MIDCOAST — There is a renewed push to study public transportation options in the Midcoast area, and it includes an online survey for area residents and visitors.
In February, the Mid-Coast Planning Commission posted the online survey and publicized the year-long study. The survey most likely will be online until July. The goal is to get a comprehensive, year-round picture of what regional residents and visitors desire in public transportation, said Don White, chairman of the Midcoast Transit Committee.
The study is being organized by the communities of Camden, Rockport, Rockland and Thomaston.
Regional planners have been paying attention to the success of public transportation options south of Rockland, including new Amtrak service from Boston to Brunswick, an intercommunity bus service in Brunswick and a summer tourist train from Brunswick to Rockland.
There have been several attempts in recent years at regular bus service in the Midcoast region that have petered out, but White and other planners believe the region’s future success will depend on creating better public transportation options, like the kind that existed in a bygone area.
“I see this as a very important piece for our future.
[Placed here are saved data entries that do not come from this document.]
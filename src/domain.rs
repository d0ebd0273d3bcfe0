pub mod block_device;
pub mod compute;
pub mod config;
pub mod context;
pub mod instance;
pub mod placement;
pub mod quota;
pub mod services;
pub mod utils;
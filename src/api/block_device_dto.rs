use serde::{Deserialize, Serialize};

use crate::domain::block_device::legacy::LegacyBlockDevice;
use crate::domain::block_device::mapping::{BlockDeviceMapping, DestinationType, SourceType};
use crate::domain::utils::id::{ImageId, SnapshotId, VolumeId};
use crate::error::{Error, Result};

/// Device mapping as stored in image properties (`block_device_mapping` with `bdm_v2`).
#[derive(Debug, Clone, Default, Deserialize, Serialize)]
#[serde(default)]
pub struct BlockDeviceDto {
    pub source_type: Option<String>,
    pub destination_type: Option<String>,
    pub boot_index: Option<i32>,
    pub device_name: Option<String>,
    pub volume_size: Option<i64>,
    pub delete_on_termination: Option<bool>,
    pub guest_format: Option<String>,
    pub device_type: Option<String>,
    pub disk_bus: Option<String>,
    pub image_id: Option<String>,
    pub volume_id: Option<String>,
    pub snapshot_id: Option<String>,
    pub no_device: Option<bool>,
}

/// Legacy single-field mapping (`virtual_name`, `volume_id`, `snapshot_id`, `no_device`).
#[derive(Debug, Clone, Default, Deserialize, Serialize)]
#[serde(default)]
pub struct LegacyBlockDeviceDto {
    pub device_name: Option<String>,
    pub virtual_name: Option<String>,
    pub volume_id: Option<String>,
    pub snapshot_id: Option<String>,
    pub no_device: Option<bool>,
    pub volume_size: Option<i64>,
    pub delete_on_termination: Option<bool>,
}

/// One entry of the image `mappings` property.
#[derive(Debug, Clone, Deserialize, Serialize)]
pub struct ImageMappingDto {
    #[serde(rename = "virtual")]
    pub virtual_name: String,
    pub device: String,
    #[serde(default)]
    pub guest_format: Option<String>,
}

impl TryFrom<BlockDeviceDto> for BlockDeviceMapping {
    type Error = Error;

    fn try_from(dto: BlockDeviceDto) -> Result<Self> {
        let no_device = dto.no_device.unwrap_or(false);
        if no_device {
            let name = dto.device_name.ok_or_else(|| Error::InvalidBdmFormat("no_device entry without device_name".into()))?;
            return Ok(BlockDeviceMapping::no_device(name));
        }

        let source_type: SourceType =
            dto.source_type.as_deref().ok_or_else(|| Error::InvalidBdmFormat("Missing source_type field".into()))?.parse()?;
        let destination_type = dto.destination_type.as_deref().map(str::parse::<DestinationType>).transpose()?;

        let bdm = BlockDeviceMapping {
            instance_uuid: None,
            source_type,
            destination_type: destination_type.or(Some(DestinationType::Local)),
            boot_index: dto.boot_index,
            device_name: dto.device_name,
            volume_size: dto.volume_size,
            delete_on_termination: dto.delete_on_termination.unwrap_or(false),
            guest_format: dto.guest_format,
            device_type: dto.device_type,
            disk_bus: dto.disk_bus,
            image_id: dto.image_id.map(ImageId::new),
            volume_id: dto.volume_id.map(VolumeId::new),
            snapshot_id: dto.snapshot_id.map(SnapshotId::new),
            no_device: false,
            connection_info: None,
        };

        let missing_source_id = match bdm.source_type {
            SourceType::Image => bdm.image_id.is_none(),
            SourceType::Volume => bdm.volume_id.is_none(),
            SourceType::Snapshot => bdm.snapshot_id.is_none(),
            SourceType::Blank => false,
        };
        if missing_source_id {
            return Err(Error::InvalidBdmFormat(format!("Missing id for source_type {}", bdm.source_type)));
        }

        Ok(bdm)
    }
}

/// Image-mapping form of a device, as stored in snapshot properties.
impl From<&BlockDeviceMapping> for BlockDeviceDto {
    fn from(bdm: &BlockDeviceMapping) -> Self {
        BlockDeviceDto {
            source_type: Some(bdm.source_type.to_string()),
            destination_type: bdm.destination_type.map(|d| match d {
                DestinationType::Local => "local".to_string(),
                DestinationType::Volume => "volume".to_string(),
            }),
            boot_index: bdm.boot_index,
            device_name: bdm.device_name.clone(),
            volume_size: bdm.volume_size,
            delete_on_termination: Some(bdm.delete_on_termination),
            guest_format: bdm.guest_format.clone(),
            device_type: bdm.device_type.clone(),
            disk_bus: bdm.disk_bus.clone(),
            image_id: bdm.image_id.as_ref().map(|id| id.to_string()),
            volume_id: bdm.volume_id.as_ref().map(|id| id.to_string()),
            snapshot_id: bdm.snapshot_id.as_ref().map(|id| id.to_string()),
            no_device: bdm.no_device.then_some(true),
        }
    }
}

impl From<LegacyBlockDeviceDto> for LegacyBlockDevice {
    fn from(dto: LegacyBlockDeviceDto) -> Self {
        LegacyBlockDevice {
            device_name: dto.device_name,
            virtual_name: dto.virtual_name,
            volume_id: dto.volume_id.map(VolumeId::new),
            snapshot_id: dto.snapshot_id.map(SnapshotId::new),
            no_device: dto.no_device.unwrap_or(false),
            volume_size: dto.volume_size,
            delete_on_termination: dto.delete_on_termination.unwrap_or(false),
        }
    }
}

#[cfg(test)]
mod tests {
    use super::*;

    #[test]
    fn v2_entry_converts() {
        let dto: BlockDeviceDto = serde_json::from_str(
            r#"{"source_type": "snapshot", "destination_type": "volume", "snapshot_id": "s1", "boot_index": 0}"#,
        )
        .unwrap();
        let bdm = BlockDeviceMapping::try_from(dto).unwrap();

        assert_eq!(bdm.source_type, SourceType::Snapshot);
        assert!(bdm.is_volume());
        assert!(bdm.is_root());
    }

    #[test]
    fn entry_without_source_id_is_rejected() {
        let dto: BlockDeviceDto = serde_json::from_str(r#"{"source_type": "volume"}"#).unwrap();
        assert!(matches!(BlockDeviceMapping::try_from(dto), Err(Error::InvalidBdmFormat(_))));
    }
}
It’s like going back to the future, if you will,” White said.
The study came out of a grassroots call to reexamine public transportation in the region, said Jane Lafleur, executive director of Friends of Midcoast Maine, a smart-growth non-profit.
In 2012, Tim “Sully” Sullivan, a community organizer and concert promoter in Rockland, brought together key stakeholders, including large employers, to discuss the issue. The momentum created by those discussions helped launch the study, along with some leftover transit study funds made available by Maine DOT and Coastal Trans, a non-profit bus service for area residents to travel to medical appointments.
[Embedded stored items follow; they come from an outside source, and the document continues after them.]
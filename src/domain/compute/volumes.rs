use crate::domain::block_device::mapping::{BlockDeviceMapping, match_device};
use crate::domain::compute::compute_api::ComputeApi;
use crate::domain::compute::guard::{self, check_instance_host, check_instance_lock};
use crate::domain::compute::notifications::{InstanceAction, record_action_start};
use crate::domain::context::RequestContext;
use crate::domain::instance::instance::Instance;
use crate::domain::instance::vm_state::VmState;
use crate::domain::services::compute_rpc::HostWorkOrder;
use crate::domain::services::volume::AttachStatus;
use crate::domain::utils::id::{InstanceId, NetworkId, PortId, VolumeId};
use crate::error::{Error, Result};

impl ComputeApi {
    //---------------------
    // --- Volumes ---

    /// Attaches an existing volume and returns the device name it got.
    ///
    /// A shelved-offloaded instance has no host to ask for a device name, so
    /// the volume is marked in use right away and the host attaches it on
    /// unshelve.
    pub fn attach_volume(
        &self,
        ctx: &RequestContext,
        instance_uuid: &InstanceId,
        volume_id: &VolumeId,
        device: Option<&str>,
    ) -> Result<Option<String>> {
        let instance = self.get(ctx, instance_uuid)?;
        check_instance_lock(ctx, &instance)?;
        guard::ATTACH_VOLUME.check(&instance)?;

        if let Some(device) = device {
            if !match_device(device) {
                return Err(Error::InvalidDevicePath(device.to_string()));
            }
        }

        if instance.vm_state == VmState::ShelvedOffloaded {
            return self.attach_volume_shelved_offloaded(ctx, &instance, volume_id, device);
        }

        let host = check_instance_host(&instance)?;
        let device_name = self.services.compute_rpc.reserve_block_device_name(ctx, host, &instance, device, volume_id)?;
        let bdm = BlockDeviceMapping::volume(volume_id.clone()).with_device_name(device_name.clone());
        let database = self.resolver.database_for(&instance.uuid)?;
        database.create_bdm(&instance.uuid, bdm.clone());

        let attached = self.check_attach_and_reserve_volume(ctx, volume_id).and_then(|()| {
            record_action_start(ctx, &instance, InstanceAction::AttachVolume);
            self.cast_to_host(ctx, &instance, HostWorkOrder::AttachVolume { bdm })
        });
        if let Err(e) = attached {
            if let Err(cleanup) = database.destroy_bdm_by_volume(&instance.uuid, volume_id) {
                log::debug!("ComputeApi {}: block device of volume {} already gone: {}", instance.uuid, volume_id, cleanup);
            }
            return Err(e);
        }
        Ok(Some(device_name))
    }

    fn attach_volume_shelved_offloaded(
        &self,
        ctx: &RequestContext,
        instance: &Instance,
        volume_id: &VolumeId,
        device: Option<&str>,
    ) -> Result<Option<String>> {
        let database = self.resolver.database_for(&instance.uuid)?;
        database.create_bdm(&instance.uuid, BlockDeviceMapping::volume(volume_id.clone()));

        let attached = self.check_attach_and_reserve_volume(ctx, volume_id).and_then(|()| {
            self.services.volume_service.attach(ctx, volume_id, &instance.uuid, device.unwrap_or_default())
        });
        if let Err(e) = attached {
            if let Err(cleanup) = database.destroy_bdm_by_volume(&instance.uuid, volume_id) {
                log::debug!("ComputeApi {}: block device of volume {} already gone: {}", instance.uuid, volume_id, cleanup);
            }
            return Err(e);
        }
        log::info!("ComputeApi {}: volume {} attached while shelved offloaded", instance.uuid, volume_id);
        Ok(None)
    }

    fn check_attach_and_reserve_volume(&self, ctx: &RequestContext, volume_id: &VolumeId) -> Result<()> {
        let volume = self.services.volume_service.get(ctx, volume_id)?;
        self.services.volume_service.check_attach(ctx, &volume)?;
        self.services.volume_service.reserve_volume(ctx, volume_id)
    }

    pub fn detach_volume(&self, ctx: &RequestContext, instance_uuid: &InstanceId, volume_id: &VolumeId) -> Result<()> {
        let instance = self.get(ctx, instance_uuid)?;
        check_instance_lock(ctx, &instance)?;
        guard::DETACH_VOLUME.check(&instance)?;

        let volume = self.services.volume_service.get(ctx, volume_id)?;
        self.services.volume_service.check_detach(ctx, &volume, Some(&instance.uuid))?;
        self.services.volume_service.begin_detaching(ctx, volume_id)?;

        if instance.vm_state == VmState::ShelvedOffloaded {
            let database = self.resolver.database_for(&instance.uuid)?;
            let bdm = database.get_bdm_by_volume(&instance.uuid, volume_id)?;
            self.local_cleanup_bdm_volumes(ctx, &instance, std::slice::from_ref(&bdm));
            return database.destroy_bdm_by_volume(&instance.uuid, volume_id);
        }

        let attachment_id = volume.attachment_for(&instance.uuid).map(|a| a.attachment_id.clone());
        record_action_start(ctx, &instance, InstanceAction::DetachVolume);
        self.cast_to_host(ctx, &instance, HostWorkOrder::DetachVolume { volume_id: volume_id.clone(), attachment_id })
    }

    /// Replaces an attached volume with an unattached one of at least the
    /// same size. Both volumes are put back when the host cannot be told.
    pub fn swap_volume(
        &self,
        ctx: &RequestContext,
        instance_uuid: &InstanceId,
        old_volume_id: &VolumeId,
        new_volume_id: &VolumeId,
    ) -> Result<()> {
        let instance = self.get(ctx, instance_uuid)?;
        check_instance_lock(ctx, &instance)?;
        guard::SWAP_VOLUME.check(&instance)?;

        let volume_service = &self.services.volume_service;
        let old_volume = volume_service.get(ctx, old_volume_id)?;
        let new_volume = volume_service.get(ctx, new_volume_id)?;

        if old_volume.attach_status == AttachStatus::Detached {
            return Err(Error::InvalidVolume(format!("volume {} is not attached to anything", old_volume_id)));
        }
        if old_volume.attachment_for(&instance.uuid).is_none() {
            return Err(Error::InvalidVolume("Old volume is attached to a different instance.".to_string()));
        }
        if new_volume.attach_status == AttachStatus::Attached {
            return Err(Error::InvalidVolume("New volume must be detached in order to swap.".to_string()));
        }
        if new_volume.size < old_volume.size {
            return Err(Error::InvalidVolume("New volume must be the same size or larger.".to_string()));
        }
        volume_service.check_detach(ctx, &old_volume, None)?;
        volume_service.check_attach(ctx, &new_volume)?;

        volume_service.begin_detaching(ctx, old_volume_id)?;
        if let Err(e) = volume_service.reserve_volume(ctx, new_volume_id) {
            self.roll_back_swap(ctx, &instance, old_volume_id, None);
            return Err(e);
        }

        record_action_start(ctx, &instance, InstanceAction::SwapVolume);
        let order = HostWorkOrder::SwapVolume { old_volume_id: old_volume_id.clone(), new_volume_id: new_volume_id.clone() };
        if let Err(e) = self.cast_to_host(ctx, &instance, order) {
            self.roll_back_swap(ctx, &instance, old_volume_id, Some(new_volume_id));
            return Err(e);
        }
        Ok(())
    }

    fn roll_back_swap(&self, ctx: &RequestContext, instance: &Instance, old_volume_id: &VolumeId, new_volume_id: Option<&VolumeId>) {
        if let Err(e) = self.services.volume_service.roll_detaching(ctx, old_volume_id) {
            log::warn!("ComputeApi {}: failed to roll back detaching of {}: {}", instance.uuid, old_volume_id, e);
        }
        if let Some(new_volume_id) = new_volume_id {
            if let Err(e) = self.services.volume_service.unreserve_volume(ctx, new_volume_id) {
                log::warn!("ComputeApi {}: failed to unreserve {}: {}", instance.uuid, new_volume_id, e);
            }
        }
    }

    //---------------------
    // --- Interfaces ---

    pub fn attach_interface(
        &self,
        ctx: &RequestContext,
        instance_uuid: &InstanceId,
        network_id: Option<NetworkId>,
        port_id: Option<PortId>,
        requested_ip: Option<String>,
    ) -> Result<()> {
        let instance = self.get(ctx, instance_uuid)?;
        check_instance_lock(ctx, &instance)?;
        guard::ATTACH_INTERFACE.check(&instance)?;

        record_action_start(ctx, &instance, InstanceAction::AttachInterface);
        self.cast_to_host(ctx, &instance, HostWorkOrder::AttachInterface { network_id, port_id, requested_ip })
    }

    pub fn detach_interface(&self, ctx: &RequestContext, instance_uuid: &InstanceId, port_id: PortId) -> Result<()> {
        let instance = self.get(ctx, instance_uuid)?;
        check_instance_lock(ctx, &instance)?;
        guard::DETACH_INTERFACE.check(&instance)?;

        record_action_start(ctx, &instance, InstanceAction::DetachInterface);
        self.cast_to_host(ctx, &instance, HostWorkOrder::DetachInterface { port_id })
    }
}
All options are on the table with this study. The trick will be taking the survey results and turning it into a viable, long-term public transportation option, Lafleur said. It’s likely that any new public transportation service will start out small, and may not even have a fixed hourly route.
“It’s easy to find money for the capital expenses, like buses, but it’s harder to find funding for the operational costs, and they don’t usually make money in the beginning,” Lafleur said.
But like White, Lafleur believes it’s important for the region to make itself less car-dependent, both to accommodate the region’s aging population and to attract and retain the millennial generation, which has proven less enamored with owning a car.
“To me it always comes down to economic development,” Lafleur said.